What a horrible situation to be in.

One thing, though - the money for a divorce lawyer should come from family funds (regardless of who is working outside the home to earn that) so if he's getting an expensive lawyer, so should you.

Was it originally in both your plans to move back to the UK at some point?

lemmingcurd · 06/08/2013 07:05

OP sorry to hear about your situation. I have some slightly relevant experience tho not in Germany but another EC country.

First things first: you need to get off the net and organise your real world.

Do you have any support network? Any UK relatives you can contact who could come out to be with you for a few days? Find a real-life local divorce lawyer, they may not even charge for the first appt, mine didn't and really put my mind at rest re 50-50 custody - he said it is v often impossible to put into practice and also can be very unsettling for the children. So go and see a lawyer, really important.

Grockle · 06/08/2013 07:18

Hi go straight. I'm sorry you are going through this. It is awful, I know. My exH left when Ds was 5 months old. I was living 4000 miles away from home, in a new place with a different legal system. I can't advise on the legal stuff other than to see a few lawyers before you pick one. I was also subject to The Hague convention.

Do you have support over there in real life?

Seabright · 06/08/2013 08:15

Maybe try posting in the "living overseas" section. Also, maybe try PM-ing MdmLindor (think I have her name right), she lived in Germany for years and may be able to help.

I think many lawyers in Germany will be able to speak OK English, certainly doctors can, and I think that it's common for professionals to speak pretty good English.

Lastly, maybe the British Embassy or Consulate can recommend a lawyer?

Fiderer · 06/08/2013 10:15

I'm in Germany too and separated. Yes, many professionals do speak English but even as a fairly fluent German speaker I know the language barrier can be another thing which can make you feel overwhelmed and not in control. I agree with lemmingcurd that you need to see a lawyer here. I had a free consultation hour before I was charged for letters etc.

There's a lovely group on the German speaking threads in Living Overseas and please PM me if you'd like to.

DistanceCall · 06/08/2013 10:39

I live in Spain. There was recently a case of a Spanish woman married to an abusive German man, living in Germany, who left Germany with her two children.
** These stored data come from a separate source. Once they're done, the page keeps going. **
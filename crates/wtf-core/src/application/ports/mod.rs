//! Application ports (traits) for external dependencies.
//!
//! Ports define what the application needs from the outside world.
//! Adapters in `wtf-adapters` (and the CLI, for prompts) implement these.
//!
//! ## Port Types
//!
//! - **Driven (Output) Ports**: Called by application, implemented by infrastructure
//!   - `Filesystem`: File operations
//!   - `TemplateCatalog`: Fixed template contents and example files
//!   - `Answerer`: Yes/no decisions from the user

pub mod output;

pub use output::{Answerer, Filesystem, TemplateCatalog};

#[cfg(test)]
pub use output::{MockFilesystem, MockTemplateCatalog};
When she returned to Germany for work reasons she was imprisoned for kidnapping. (She was later released, but the children had to return to Germany).

I really wouldn't recommend getting out of the country with your children without legal authorisation. Which I understand is quite hard to obtain. I'm sorry.

Possibly the best option if for you to learn the language and become more integrated. Again, I'm so sorry you're going through this.

Gostraighttojail · 06/08/2013 13:57

Thank you all. I have made an appointment with an English speaking lawyer.

I have resigned myself to being stuck here for the next 17 years Hmm (can't even type that without crying). I do have a job, it's not a great one but at least I have an income. Also, I have a small support network here. I will have to swallow my pride and own up that my life is falling apart I guess.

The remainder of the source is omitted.